İngiltere’de yapılan bir araştırma iklim değişikliğinin dünya çapında milyonlarca insanın ruh sağlığını olumsuz yönde etkilediğini ortaya koydu.
Imperial College London tarafından yürütülen araştırmaya göre sıcak hava dalgaları intiharları tetiklerken, sel ve benzeri aşırı hava koşulları ve orman yangınları felaketzedelerde travma yaratıyor.

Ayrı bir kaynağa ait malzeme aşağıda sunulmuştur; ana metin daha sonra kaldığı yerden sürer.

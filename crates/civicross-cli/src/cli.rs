//! Command-line arguments.

use std::path::PathBuf;

use clap::{ArgGroup, Parser};

use civicross_annot::RunMode;

/// Compares variants with entries of CIViC and PubMed and writes the number
/// of matches into the output file. Accepts SNV and indel tables as
/// tab-separated files.
#[derive(Debug, Parser)]
#[command(name = "civicross", version, about)]
#[command(group(ArgGroup::new("mode").required(true)))]
pub struct Args {
    /// Input file path
    #[arg(value_name = "INPUT_FILE")]
    pub input: PathBuf,

    /// Output file path
    #[arg(value_name = "OUTPUT_FILE")]
    pub output: PathBuf,

    /// SNV table
    #[arg(short = 's', long = "snvs", group = "mode")]
    pub snvs: bool,

    /// Indels table
    #[arg(short = 'i', long = "indels", group = "mode")]
    pub indels: bool,

    /// Annotate the number of PubMed search results for gene + neoplasms.
    /// (Warning: one throttled query per row, can slow the run down
    /// significantly!)
    #[arg(short = 'p', long = "pubmed")]
    pub pubmed: bool,
}

impl Args {
    pub fn mode(&self) -> RunMode {
        if self.indels {
            RunMode::Indels
        } else {
            RunMode::Snvs
        }
    }
}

Gıda, ev ve yaşam alanına ilişkin güvensizlikler stres ve depresyonla sonuçlanırken, geleceğe dair endişe kişilerin, özellikle de gençlerin ruh sağlığında büyük hasar meydana getiriyor.
Araştırmayı yürüten ekipten Dr Emma Lawrence bu sorunların bir kısır döngüye dönüştüğüne dikkat çekiyor.

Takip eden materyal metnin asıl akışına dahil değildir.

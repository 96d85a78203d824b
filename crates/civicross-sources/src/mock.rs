//! In-memory mock sources for tests and offline dry runs.

use std::collections::HashMap;

use async_trait::async_trait;

use civicross_common::{CivicrossError, Result};

use crate::models::GeneEntry;
use crate::{LiteratureSource, VariantKnowledgeSource};

#[derive(Default)]
pub struct MockKnowledgeSource {
    entries: HashMap<String, GeneEntry>,
    directory_entries: HashMap<String, GeneEntry>,
    aliases: HashMap<String, String>,
}

impl MockKnowledgeSource {
    pub fn new() -> Self {
        Self::default()
    }

    /// Registers a gene entry under its own name.
    pub fn with_entry(mut self, entry: GeneEntry) -> Self {
        self.entries.insert(entry.name.clone(), entry);
        self
    }

    /// Registers an entry that the batched lookup misses but the single-gene
    /// lookup finds, like a knowledge base whose batch endpoint resolves a
    /// narrower symbol set than its directory.
    pub fn with_directory_entry(mut self, entry: GeneEntry) -> Self {
        self.directory_entries.insert(entry.name.clone(), entry);
        self
    }

    /// Registers `canonical` as the directory hit for queries on `alias`.
    pub fn with_alias(mut self, alias: &str, canonical: &str) -> Self {
        self.aliases.insert(alias.to_string(), canonical.to_string());
        self
    }
}

#[async_trait]
impl VariantKnowledgeSource for MockKnowledgeSource {
    async fn fetch_gene_entries(&self, symbols: &[String]) -> Result<Vec<GeneEntry>> {
        // One entry per known symbol, first-query order, like the batched
        // endpoint.
        let mut seen: Vec<&String> = Vec::new();
        let mut found = Vec::new();
        for symbol in symbols {
            if seen.contains(&symbol) {
                continue;
            }
            seen.push(symbol);
            if let Some(entry) = self.entries.get(symbol) {
                found.push(entry.clone());
            }
        }
        Ok(found)
    }

    async fn fetch_gene_entry(&self, symbol: &str) -> Result<GeneEntry> {
        self.entries
            .get(symbol)
            .or_else(|| self.directory_entries.get(symbol))
            .cloned()
            .ok_or_else(|| CivicrossError::Config(format!("mock has no entry for {}", symbol)))
    }

    async fn find_alias(&self, symbol: &str) -> Result<Option<String>> {
        Ok(self.aliases.get(symbol).cloned())
    }
}

#[derive(Default)]
pub struct MockLiteratureSource {
    counts: HashMap<String, u64>,
}

impl MockLiteratureSource {
    pub fn new() -> Self {
        Self::default()
    }

    pub fn with_count(mut self, gene: &str, count: u64) -> Self {
        self.counts.insert(gene.to_string(), count);
        self
    }
}

#[async_trait]
impl LiteratureSource for MockLiteratureSource {
    async fn citation_count(&self, gene: &str) -> Result<u64> {
        Ok(self.counts.get(gene).copied().unwrap_or(0))
    }
}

“Evinizi kaybettiyseniz, tekrar eden sel riski altındaysanız, bir aile bireyini orman yangınlarında kaybettiğiniz için yas tutuyorsanız ya da geçim kaynağınız kuraklık nedeniyle kaybetmişseniz bu şok ve travma çok uzun soluklu üzüntüye dönüşerek travma sonrası stres bozukluğu, anksiyete, depresyon ve intihar eğilimini artıyor” diyen Lawrence, bu durumdan doğrudan etkilenmeyenlerin de ruh sağlığının olumsuz yönde etkilendiğini altını çiziyor.
Ruhsal sorunları iklim değişikliğinin görünmeyen etkisi olarak tanımlayan araştırmacı iklim değişikliğinin yarattığı ruhsal sorunların gelecekte daha fazla insanı etkileyerek ve eşitsizlikleri tetikleyerek daha da büyük bir sorun haline geleceğini belirterek bunun hesaplanmamış maliyetinin de çok yüksek olacağını vurguluyor.
Her yıl milyarlarca insanı etkileyen ruhsal sorunlar yıllık trilyonlarca dolara mal oluyor.
Araştırmacılar iklim değişikliğiyle mücadelenin ruh sağlığı üzerinde yarattığı kısır döngüyü kırmada çok olumlu etkisi olduğunu belirtiyor. Araştırmacılara göre bu olumlu tablo yalnızca bireysel düzeyde değil, toplumsal düzeyde de kendini gösteriyor.